The Subsequent Pretending
The most telling craft fact about the 2016 film is that the studio’s next two Ghostbusters films pretended it never happened. Afterlife (2021) and Frozen Empire (2024) continued the 1984 continuity directly. They referenced the original cast. They brought back Bill Murray, Dan Aykroyd, and Ernie Hudson. They did not acknowledge the 2016 film’s events, characters, or existence. The franchise’s stewards decided the brand was healthier if the 2016 reboot was treated as if it had not occurred.
The decision is the clearest statement about the 2016 film’s reception. A studio does not erase a successful entry from its own franchise. A studio erases an entry that damaged the brand. The 2016 Ghostbusters damaged the Ghostbusters brand enough that the next two films were structured around its absence. The film’s defenders argue that the franchise’s subsequent direction is itself evidence of backlash. The simpler reading is that the studio looked at the financials, looked at the cultural reception, and made the commercial decision to start over.
For Writers
A franchise’s subsequent direction tells you what the stewards learned. The Ghostbusters franchise learned that the 2016 approach should not be repeated. The lesson is that the market eventually responds to product even when the discourse around the product is locked. The studio’s actions told a different story than the studio’s press releases. Watch what producers do, not what they say. The decisions tell you the lesson the production took from the failure.
Craft Note
The cold open in the Aldridge Mansion is the film’s strongest sequence and its only standalone success. The ghost reveal uses practical lighting, sustained tension, and a confident jump. The sequence works because it predates the film’s ideological commitments. Once the team assembles and the Message Movie machinery starts, the craft level drops. The cold open shows what a confident Feig-directed paranormal comedy could have been if the script had trusted comedy to do the work instead of asking comedy to defend a position.
The Verdict
4/10. A film whose ideological framing damaged its commercial reception, its critical defense, and its craft. Kate McKinnon’s Holtzmann is the one performance the film does not strangle. The cold open is the one sequence the film does not undercut.
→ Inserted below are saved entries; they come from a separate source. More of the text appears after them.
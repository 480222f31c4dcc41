//! # Basin Configuration
//!
//! Configuration loading, logging setup and deployment bookkeeping for the
//! Basin V2 AMM.
//!
//! ## Features
//!
//! - **AMM Configuration**: governance, deployment and logging sections from
//!   TOML with `BASIN_*` environment overrides
//! - **Logging**: `tracing-subscriber` setup with `RUST_LOG` support
//! - **Address Book**: JSON record of deployed addresses per network
//!
//! ## Usage
//!
//! ```rust
//! use basin_config::{AmmConfig, DeploymentBook};
//!
//! let config = AmmConfig::default();
//! assert!(config.validate().is_ok());
//!
//! let mut book = DeploymentBook::default();
//! book.record(&config.deployment.network, "Factory", config.deployment.factory_address);
//! assert!(book.address("localhost", "Factory").is_some());
//! ```

pub mod amm_config;
pub mod deployments;
pub mod logging;

pub use amm_config::{
    load_config, AmmConfig, DeploymentConfig, GovernanceConfig, LoggingConfig, ENV_PREFIX,
};
pub use deployments::DeploymentBook;
pub use logging::init_tracing;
Everything else is committed performers serving a script that does not trust them to make people laugh. Watch the 1984 original. Watch Afterlife. Skip this one.
FAQ
Is the 1984 original better?
Yes. The 1984 Ghostbusters is one of the best mainstream comedies ever made. The 2016 version does not approach it.
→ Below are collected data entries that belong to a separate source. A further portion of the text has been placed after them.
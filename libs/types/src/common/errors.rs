//! Error taxonomy for factory, pair, router and token-ledger operations
//!
//! Every failure aborts the whole operation and leaves state untouched.
//! Variants carry enough context for a collaborator to explain the failure
//! and, for bound violations, to recompute parameters for a fresh attempt.

use crate::{Address, U256};
use thiserror::Error;

/// Broad classification used by callers to decide how to react
#[derive(Debug, Clone, Copy, PartialEq, Eq, Hash)]
pub enum ErrorKind {
    /// Malformed input: fix the arguments
    Validation,
    /// Pool or ledger state does not allow the operation
    State,
    /// A caller-supplied deadline or slippage bound was violated
    Bound,
    /// Caller lacks the governance capability
    Authorization,
}

/// Errors raised by the AMM core
#[derive(Debug, Error, Clone, PartialEq, Eq)]
pub enum AmmError {
    #[error("Zero address is not allowed")]
    ZeroAddress,

    #[error("Token addresses are identical")]
    IdenticalAddresses,

    #[error("Pair already exists for ({token0:?}, {token1:?})")]
    PairExists { token0: Address, token1: Address },

    #[error("No pair exists for ({token_a:?}, {token_b:?})")]
    PairNotExists { token_a: Address, token_b: Address },

    #[error("Index {index} out of bounds for {len} pairs")]
    IndexOutOfBounds { index: usize, len: usize },

    #[error("Caller {caller:?} is not the fee setter")]
    Forbidden { caller: Address },

    #[error("Deadline {deadline} expired at {now}")]
    DeadlineExpired { deadline: u64, now: u64 },

    #[error("Invalid swap path")]
    InvalidPath,

    #[error("Recipient cannot be one of the pair tokens")]
    InvalidTo,

    #[error("Insufficient amount")]
    InsufficientAmount,

    #[error("Insufficient input amount")]
    InsufficientInputAmount,

    #[error("Insufficient output amount")]
    InsufficientOutputAmount,

    #[error("Insufficient A amount: {amount} below minimum {minimum}")]
    InsufficientAAmount { amount: U256, minimum: U256 },

    #[error("Insufficient B amount: {amount} below minimum {minimum}")]
    InsufficientBAmount { amount: U256, minimum: U256 },

    #[error("Excessive input amount: {amount} above maximum {maximum}")]
    ExcessiveInputAmount { amount: U256, maximum: U256 },

    #[error("Insufficient liquidity")]
    InsufficientLiquidity,

    #[error("Insufficient liquidity minted")]
    InsufficientLiquidityMinted,

    #[error("Insufficient liquidity burned")]
    InsufficientLiquidityBurned,

    #[error("Constant product invariant violated")]
    K,

    #[error("Arithmetic overflow")]
    Overflow,

    #[error("Unknown token {0:?}")]
    UnknownToken(Address),

    #[error("Token {0:?} is already registered")]
    TokenExists(Address),

    #[error("Token {0:?} does not wrap the native asset")]
    NotWrappedNative(Address),

    #[error("Insufficient balance of {token:?} for {holder:?}: have {available}, need {required}")]
    InsufficientBalance {
        token: Address,
        holder: Address,
        available: U256,
        required: U256,
    },

    #[error("Insufficient allowance of {token:?} for spender {spender:?}: have {available}, need {required}")]
    InsufficientAllowance {
        token: Address,
        spender: Address,
        available: U256,
        required: U256,
    },
}

impl AmmError {
    /// Classify the failure
    pub fn kind(&self) -> ErrorKind {
        match self {
            AmmError::ZeroAddress
            | AmmError::IdenticalAddresses
            | AmmError::InvalidPath
            | AmmError::InvalidTo
            | AmmError::InsufficientAmount
            | AmmError::InsufficientInputAmount
            | AmmError::InsufficientOutputAmount
            | AmmError::IndexOutOfBounds { .. } => ErrorKind::Validation,

            AmmError::DeadlineExpired { .. }
            | AmmError::InsufficientAAmount { .. }
            | AmmError::InsufficientBAmount { .. }
            | AmmError::ExcessiveInputAmount { .. } => ErrorKind::Bound,

            AmmError::Forbidden { .. } => ErrorKind::Authorization,

            AmmError::PairExists { .. }
            | AmmError::PairNotExists { .. }
            | AmmError::InsufficientLiquidity
            | AmmError::InsufficientLiquidityMinted
            | AmmError::InsufficientLiquidityBurned
            | AmmError::K
            | AmmError::Overflow
            | AmmError::UnknownToken(_)
            | AmmError::TokenExists(_)
            | AmmError::NotWrappedNative(_)
            | AmmError::InsufficientBalance { .. }
            | AmmError::InsufficientAllowance { .. } => ErrorKind::State,
        }
    }

    /// Whether the caller may succeed by retrying with new bounds.
    ///
    /// Only bound violations qualify; the core itself never retries.
    pub fn is_bound_violation(&self) -> bool {
        self.kind() == ErrorKind::Bound
    }
}
impl<'a> PairGuard<'a> {
    pub fn pair(&self) -> &'a Pair {
        self.pair
    }

    pub fn address(&self) -> Address {
        self.pair.address
    }

    pub fn reserves(&self) -> Reserves {
        Reserves {
            reserve0: self.state.reserve0,
            reserve1: self.state.reserve1,
            block_timestamp_last: self.state.block_timestamp_last,
        }
    }

    pub fn total_supply(&self) -> U256 {
        self.state.lp.total_supply()
    }

    pub fn lp_balance_of(&self, holder: Address) -> U256 {
        self.state.lp.balance_of(holder)
    }

    fn balances(&self) -> Result<(U256, U256), AmmError> {
        let bank = &self.pair.ctx.bank;
        Ok((
            bank.balance_of(self.pair.token0, self.pair.address)?,
            bank.balance_of(self.pair.token1, self.pair.address)?,
        ))
    }

    fn emit(&self, event: AmmEvent) {
        self.pair.ctx.events.emit(event);
    }

    /// Protocol fee owed at the given reserves (1/6 of sqrt(k) growth since `k_last`)
    fn accrued_fee(&self, reserve0: U256, reserve1: U256) -> Result<FeeAccrual, AmmError> {
        let fee_to = self.pair.ctx.governance.read().fee_to;
        let fee_on = !fee_to.is_zero();
        let k_last = self.state.k_last;

        let mut mint = None;
        if fee_on && !k_last.is_zero() {
            let root_k = V2Math::sqrt(checked_mul(reserve0, reserve1)?);
            let root_k_last = V2Math::sqrt(k_last);
            if root_k > root_k_last {
                let numerator = checked_mul(self.total_supply(), root_k - root_k_last)?;
                let denominator = checked_add(
                    checked_mul(root_k, U256::from(PROTOCOL_FEE_DIVISOR))?,
                    root_k_last,
                )?;
                let liquidity = numerator / denominator;
                if !liquidity.is_zero() {
                    mint = Some((fee_to, liquidity));
                }
            }
        }

        Ok(FeeAccrual { fee_on, mint })
    }

    fn apply_fee(&mut self, fee: &FeeAccrual) -> Result<(), AmmError> {
        if let Some((fee_to, liquidity)) = fee.mint {
            let event = self.state.lp.mint(fee_to, liquidity)?;
            self.emit(event);
        }
        Ok(())
    }

    fn record_k_last(&mut self, fee_on: bool) {
        // Bounded by MAX_RESERVE^2 < 2^224
        self.state.k_last = if fee_on {
            self.state.reserve0 * self.state.reserve1
        } else {
            U256::zero()
        };
    }

    /// Record new reserves; balances must already be within `MAX_RESERVE`
    fn update(&mut self, balance0: U256, balance1: U256) {
        self.state.reserve0 = balance0;
        self.state.reserve1 = balance1;
        self.state.block_timestamp_last = (self.pair.ctx.clock.now() % (1u64 << 32)) as u32;
        self.emit(AmmEvent::Sync {
            pair: self.pair.address,
            reserve0: balance0,
            reserve1: balance1,
        });
    }

    fn plan_mint(&self, balance0: U256, balance1: U256) -> Result<MintPlan, AmmError> {
        let reserve0 = self.state.reserve0;
        let reserve1 = self.state.reserve1;
        let amount0 = balance0
            .checked_sub(reserve0)
            .ok_or(AmmError::InsufficientLiquidityMinted)?;
        let amount1 = balance1
            .checked_sub(reserve1)
            .ok_or(AmmError::InsufficientLiquidityMinted)?;
        ensure_reserve_bounds(balance0, balance1)?;

        let fee = self.accrued_fee(reserve0, reserve1)?;
        let total_supply = checked_add(self.total_supply(), fee.liquidity())?;
        let first_deposit = total_supply.is_zero();

        let liquidity = if first_deposit {
            let root = V2Math::sqrt(checked_mul(amount0, amount1)?);
            root.checked_sub(U256::from(MINIMUM_LIQUIDITY))
                .ok_or(AmmError::InsufficientLiquidityMinted)?
        } else {
            if reserve0.is_zero() || reserve1.is_zero() {
                return Err(AmmError::InsufficientLiquidity);
            }
            let share0 = checked_mul(amount0, total_supply)? / reserve0;
            let share1 = checked_mul(amount1, total_supply)? / reserve1;
            share0.min(share1)
        };

        if liquidity.is_zero() {
            return Err(AmmError::InsufficientLiquidityMinted);
        }

        Ok(MintPlan {
            amount0,
            amount1,
            liquidity,
            first_deposit,
            fee,
        })
    }

    /// Shares `mint` would issue if `extra0`/`extra1` were transferred in first
    pub fn preview_mint(&self, extra0: U256, extra1: U256) -> Result<U256, AmmError> {
        let (balance0, balance1) = self.balances()?;
        let plan = self.plan_mint(
            checked_add(balance0, extra0)?,
            checked_add(balance1, extra1)?,
        )?;
        Ok(plan.liquidity)
    }

    /// Issue LP shares for tokens transferred in since the last reserve update
    pub fn mint(&mut self, sender: Address, to: Address) -> Result<U256, AmmError> {
        let (balance0, balance1) = self.balances()?;
        let plan = self.plan_mint(balance0, balance1)?;

        self.apply_fee(&plan.fee)?;
        if plan.first_deposit {
            // Permanently lock the first MINIMUM_LIQUIDITY shares
            let event = self
                .state
                .lp
                .mint(Address::zero(), U256::from(MINIMUM_LIQUIDITY))?;
            self.emit(event);
        }
        let event = self.state.lp.mint(to, plan.liquidity)?;
        self.emit(event);

        self.update(balance0, balance1);
        self.record_k_last(plan.fee.fee_on);

        debug!(
            pair = ?self.pair.address,
            amount0 = %plan.amount0,
            amount1 = %plan.amount1,
            liquidity = %plan.liquidity,
            "Minted liquidity"
        );
        self.emit(AmmEvent::Mint {
            pair: self.pair.address,
            sender,
            amount0: plan.amount0,
            amount1: plan.amount1,
        });
        Ok(plan.liquidity)
    }

    fn plan_burn(
        &self,
        liquidity: U256,
        balance0: U256,
        balance1: U256,
        to: Address,
    ) -> Result<BurnPlan, AmmError> {
        let fee = self.accrued_fee(self.state.reserve0, self.state.reserve1)?;
        let total_supply = checked_add(self.total_supply(), fee.liquidity())?;
        if total_supply.is_zero() || liquidity > total_supply {
            return Err(AmmError::InsufficientLiquidityBurned);
        }

        let amount0 = checked_mul(liquidity, balance0)? / total_supply;
        let amount1 = checked_mul(liquidity, balance1)? / total_supply;
        if amount0.is_zero() || amount1.is_zero() {
            return Err(AmmError::InsufficientLiquidityBurned);
        }

        let (balance0_after, balance1_after) = if to == self.pair.address {
            (balance0, balance1)
        } else {
            (checked_sub(balance0, amount0)?, checked_sub(balance1, amount1)?)
        };
        ensure_reserve_bounds(balance0_after, balance1_after)?;

        Ok(BurnPlan {
            liquidity,
            amount0,
            amount1,
            balance0_after,
            balance1_after,
            fee,
        })
    }

    /// Token amounts `burn` would return if `extra_liquidity` shares were transferred in first
    pub fn preview_burn(&self, extra_liquidity: U256) -> Result<(U256, U256), AmmError> {
        self.preview_burn_to(extra_liquidity, Address::zero())
    }

    /// [`Self::preview_burn`] for a specific recipient
    pub(crate) fn preview_burn_to(
        &self,
        extra_liquidity: U256,
        to: Address,
    ) -> Result<(U256, U256), AmmError> {
        let (balance0, balance1) = self.balances()?;
        let liquidity = checked_add(self.lp_balance_of(self.pair.address), extra_liquidity)?;
        let plan = self.plan_burn(liquidity, balance0, balance1, to)?;
        Ok((plan.amount0, plan.amount1))
    }

    /// Redeem the LP shares held by the pair itself for both underlying tokens
    pub fn burn(&mut self, sender: Address, to: Address) -> Result<(U256, U256), AmmError> {
        let (balance0, balance1) = self.balances()?;
        let liquidity = self.lp_balance_of(self.pair.address);
        let plan = self.plan_burn(liquidity, balance0, balance1, to)?;

        self.apply_fee(&plan.fee)?;
        let event = self.state.lp.burn(self.pair.address, plan.liquidity)?;
        self.emit(event);

        let bank = Arc::clone(&self.pair.ctx.bank);
        bank.transfer(self.pair.token0, self.pair.address, to, plan.amount0)?;
        bank.transfer(self.pair.token1, self.pair.address, to, plan.amount1)?;

        self.update(plan.balance0_after, plan.balance1_after);
        self.record_k_last(plan.fee.fee_on);

        debug!(
            pair = ?self.pair.address,
            liquidity = %plan.liquidity,
            amount0 = %plan.amount0,
            amount1 = %plan.amount1,
            "Burned liquidity"
        );
        self.emit(AmmEvent::Burn {
            pair: self.pair.address,
            sender,
            amount0: plan.amount0,
            amount1: plan.amount1,
            to,
        });
        Ok((plan.amount0, plan.amount1))
    }

    fn plan_swap(
        &self,
        balance0: U256,
        balance1: U256,
        amount0_out: U256,
        amount1_out: U256,
        to: Address,
    ) -> Result<SwapPlan, AmmError> {
        if amount0_out.is_zero() && amount1_out.is_zero() {
            return Err(AmmError::InsufficientOutputAmount);
        }
        let reserve0 = self.state.reserve0;
        let reserve1 = self.state.reserve1;
        if amount0_out >= reserve0 || amount1_out >= reserve1 {
            return Err(AmmError::InsufficientLiquidity);
        }
        if to == self.pair.token0 || to == self.pair.token1 {
            return Err(AmmError::InvalidTo);
        }

        // Balances as they will stand once the outputs have left the pair
        let projected0 = checked_sub(balance0, amount0_out)?;
        let projected1 = checked_sub(balance1, amount1_out)?;

        let floor0 = reserve0 - amount0_out;
        let floor1 = reserve1 - amount1_out;
        let amount0_in = projected0.saturating_sub(floor0);
        let amount1_in = projected1.saturating_sub(floor1);
        if amount0_in.is_zero() && amount1_in.is_zero() {
            return Err(AmmError::InsufficientInputAmount);
        }

        let scale = U256::from(FEE_DENOMINATOR);
        let fee = U256::from(SWAP_FEE_PER_MILLE);
        let adjusted0 = checked_sub(checked_mul(projected0, scale)?, checked_mul(amount0_in, fee)?)?;
        let adjusted1 = checked_sub(checked_mul(projected1, scale)?, checked_mul(amount1_in, fee)?)?;
        let k_after = checked_mul(adjusted0, adjusted1)?;
        let k_before = checked_mul(checked_mul(reserve0, reserve1)?, scale * scale)?;
        if k_after < k_before {
            return Err(AmmError::K);
        }

        let (balance0_after, balance1_after) = if to == self.pair.address {
            (balance0, balance1)
        } else {
            (projected0, projected1)
        };
        ensure_reserve_bounds(balance0_after, balance1_after)?;

        Ok(SwapPlan {
            amount0_in,
            amount1_in,
            balance0_after,
            balance1_after,
        })
    }

    /// Fail with the error `swap` would report if `amount0_in`/`amount1_in`
    /// were transferred in first
    pub fn preview_swap(
        &self,
        amount0_in: U256,
        amount1_in: U256,
        amount0_out: U256,
        amount1_out: U256,
        to: Address,
    ) -> Result<(), AmmError> {
        let (balance0, balance1) = self.balances()?;
        self.plan_swap(
            checked_add(balance0, amount0_in)?,
            checked_add(balance1, amount1_in)?,
            amount0_out,
            amount1_out,
            to,
        )
        .map(|_| ())
    }

    /// Pay out the requested amounts against inputs already transferred in.
    ///
    /// The fee-adjusted invariant is checked on the projected post-transfer
    /// balances; tokens only leave the pair once it holds.
    pub fn swap(
        &mut self,
        sender: Address,
        amount0_out: U256,
        amount1_out: U256,
        to: Address,
    ) -> Result<(), AmmError> {
        let (balance0, balance1) = self.balances()?;
        let plan = self.plan_swap(balance0, balance1, amount0_out, amount1_out, to)?;

        let bank = Arc::clone(&self.pair.ctx.bank);
        if !amount0_out.is_zero() {
            bank.transfer(self.pair.token0, self.pair.address, to, amount0_out)?;
        }
        if !amount1_out.is_zero() {
            bank.transfer(self.pair.token1, self.pair.address, to, amount1_out)?;
        }

        self.update(plan.balance0_after, plan.balance1_after);

        debug!(
            pair = ?self.pair.address,
            amount0_in = %plan.amount0_in,
            amount1_in = %plan.amount1_in,
            amount0_out = %amount0_out,
            amount1_out = %amount1_out,
            "Swapped"
        );
        self.emit(AmmEvent::Swap {
            pair: self.pair.address,
            sender,
            amount0_in: plan.amount0_in,
            amount1_in: plan.amount1_in,
            amount0_out,
            amount1_out,
            to,
        });
        Ok(())
    }

    /// Send any balance above the tracked reserves to `to`
    pub fn skim(&mut self, to: Address) -> Result<(), AmmError> {
        let (balance0, balance1) = self.balances()?;
        let excess0 = balance0.saturating_sub(self.state.reserve0);
        let excess1 = balance1.saturating_sub(self.state.reserve1);

        let bank = Arc::clone(&self.pair.ctx.bank);
        if !excess0.is_zero() {
            bank.transfer(self.pair.token0, self.pair.address, to, excess0)?;
        }
        if !excess1.is_zero() {
            bank.transfer(self.pair.token1, self.pair.address, to, excess1)?;
        }

        debug!(pair = ?self.pair.address, %excess0, %excess1, "Skimmed");
        Ok(())
    }

    /// Force reserves to match actual balances
    pub fn sync(&mut self) -> Result<(), AmmError> {
        let (balance0, balance1) = self.balances()?;
        ensure_reserve_bounds(balance0, balance1)?;
        self.update(balance0, balance1);
        Ok(())
    }

    pub fn lp_approve(&mut self, owner: Address, spender: Address, value: U256) {
        let event = self.state.lp.approve(owner, spender, value);
        self.emit(event);
    }

    pub fn lp_transfer(&mut self, from: Address, to: Address, value: U256) -> Result<(), AmmError> {
        let event = self.state.lp.transfer(from, to, value)?;
        self.emit(event);
        Ok(())
    }

    pub fn lp_transfer_from(
        &mut self,
        spender: Address,
        from: Address,
        to: Address,
        value: U256,
    ) -> Result<(), AmmError> {
        let event = self.state.lp.transfer_from(spender, from, to, value)?;
        self.emit(event);
        Ok(())
    }

    /// Fail unless `spender` could pull `value` LP shares from `from`
    pub fn ensure_lp_spendable(
        &self,
        spender: Address,
        from: Address,
        value: U256,
    ) -> Result<(), AmmError> {
        self.state.lp.ensure_allowance(from, spender, value)?;
        self.state.lp.ensure_balance(from, value)
    }
}
//! Fungible token ledgers and the token bank
//!
//! [`TokenLedger`] is a plain ERC-20 style balance/allowance table; pairs use
//! one directly for their LP shares. [`TokenBank`] hosts every other token,
//! plus native-asset balances, behind per-token locks so that pairs can
//! observe their own balances and the router can move tokens on a caller's
//! behalf.

use crate::events::EventBus;
use crate::v2_math::{checked_add, checked_sub};
use basin_types::{Address, AddressExt, AmmError, AmmEvent, U256};
use dashmap::mapref::entry::Entry;
use dashmap::DashMap;
use parking_lot::{Mutex, MutexGuard};
use serde::{Deserialize, Serialize};
use std::collections::{BTreeMap, BTreeSet, HashMap};
use std::sync::Arc;
use tracing::{debug, info};

/// Whether a token is an ordinary asset or the wrapped native asset
#[derive(Debug, Clone, Copy, PartialEq, Eq, Serialize, Deserialize)]
pub enum TokenKind {
    Standard,
    WrappedNative,
}

/// Static token description
#[derive(Debug, Clone, PartialEq, Eq, Serialize, Deserialize)]
pub struct TokenMetadata {
    pub address: Address,
    pub symbol: String,
    pub decimals: u8,
    pub kind: TokenKind,
}

/// Balance and allowance table for one fungible token
#[derive(Debug, Clone, Default)]
pub struct TokenLedger {
    address: Address,
    total_supply: U256,
    balances: HashMap<Address, U256>,
    allowances: HashMap<(Address, Address), U256>,
}

impl TokenLedger {
    pub fn new(address: Address) -> Self {
        Self {
            address,
            ..Default::default()
        }
    }

    pub fn address(&self) -> Address {
        self.address
    }

    pub fn total_supply(&self) -> U256 {
        self.total_supply
    }

    pub fn balance_of(&self, holder: Address) -> U256 {
        self.balances.get(&holder).copied().unwrap_or_default()
    }

    pub fn allowance(&self, owner: Address, spender: Address) -> U256 {
        self.allowances
            .get(&(owner, spender))
            .copied()
            .unwrap_or_default()
    }

    /// Fail unless `holder` owns at least `value`
    pub fn ensure_balance(&self, holder: Address, value: U256) -> Result<(), AmmError> {
        let available = self.balance_of(holder);
        if available < value {
            return Err(AmmError::InsufficientBalance {
                token: self.address,
                holder,
                available,
                required: value,
            });
        }
        Ok(())
    }

    /// Fail unless `spender` may move at least `value` of `owner`'s balance
    pub fn ensure_allowance(
        &self,
        owner: Address,
        spender: Address,
        value: U256,
    ) -> Result<(), AmmError> {
        let available = self.allowance(owner, spender);
        if available < value {
            return Err(AmmError::InsufficientAllowance {
                token: self.address,
                spender,
                available,
                required: value,
            });
        }
        Ok(())
    }

    pub fn approve(&mut self, owner: Address, spender: Address, value: U256) -> AmmEvent {
        self.allowances.insert((owner, spender), value);
        AmmEvent::Approval {
            token: self.address,
            owner,
            spender,
            value,
        }
    }

    pub fn transfer(
        &mut self,
        from: Address,
        to: Address,
        value: U256,
    ) -> Result<AmmEvent, AmmError> {
        self.ensure_balance(from, value)?;
        let from_balance = self.balance_of(from) - value;
        self.balances.insert(from, from_balance);
        // Cannot overflow: every balance is bounded by total supply
        let to_balance = self.balance_of(to) + value;
        self.balances.insert(to, to_balance);

        Ok(AmmEvent::Transfer {
            token: self.address,
            from,
            to,
            value,
        })
    }

    /// Move tokens on `owner`'s behalf; an allowance of `U256::MAX` is never spent down
    pub fn transfer_from(
        &mut self,
        spender: Address,
        from: Address,
        to: Address,
        value: U256,
    ) -> Result<AmmEvent, AmmError> {
        self.ensure_allowance(from, spender, value)?;
        self.ensure_balance(from, value)?;

        let allowance = self.allowance(from, spender);
        if allowance != U256::MAX {
            self.allowances.insert((from, spender), allowance - value);
        }
        self.transfer(from, to, value)
    }

    pub fn mint(&mut self, to: Address, value: U256) -> Result<AmmEvent, AmmError> {
        self.total_supply = checked_add(self.total_supply, value)?;
        let balance = self.balance_of(to) + value;
        self.balances.insert(to, balance);

        Ok(AmmEvent::Transfer {
            token: self.address,
            from: Address::zero(),
            to,
            value,
        })
    }

    pub fn burn(&mut self, from: Address, value: U256) -> Result<AmmEvent, AmmError> {
        self.ensure_balance(from, value)?;
        let balance = self.balance_of(from) - value;
        self.balances.insert(from, balance);
        self.total_supply = checked_sub(self.total_supply, value)?;

        Ok(AmmEvent::Transfer {
            token: self.address,
            from,
            to: Address::zero(),
            value,
        })
    }
}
Is Kate McKinnon really the standout?
Yes. Her Holtzmann is the only character the script lets be funny on her own terms.
Did the studio admit the film was a mistake?
Not in those words. The studio’s actions (Afterlife continuing the 1984 continuity, Frozen Empire doing the same) say it without saying it.
Was the criticism actually sexist?
Some of it was. Most of it was about the film. The marketing framing made the two impossible to separate.
How is Chris Hemsworth?
Committed. The Kevin character is the film’s clearest comedic concept and Hemsworth plays it with full self-awareness. The character also exists to make a point about attractive men being stupid, which limits the comedy.
Who is Paul Feig?
American director. Bridesmaids (2011), The Heat (2013), Spy (2015), A Simple Favor (2018). His best work is character-driven comedy with adult women in major roles. The Ghostbusters reboot did not draw on his strengths.
Should I watch this?
Only if you want to understand the 2010s woke-reboot phenomenon. As entertainment, no.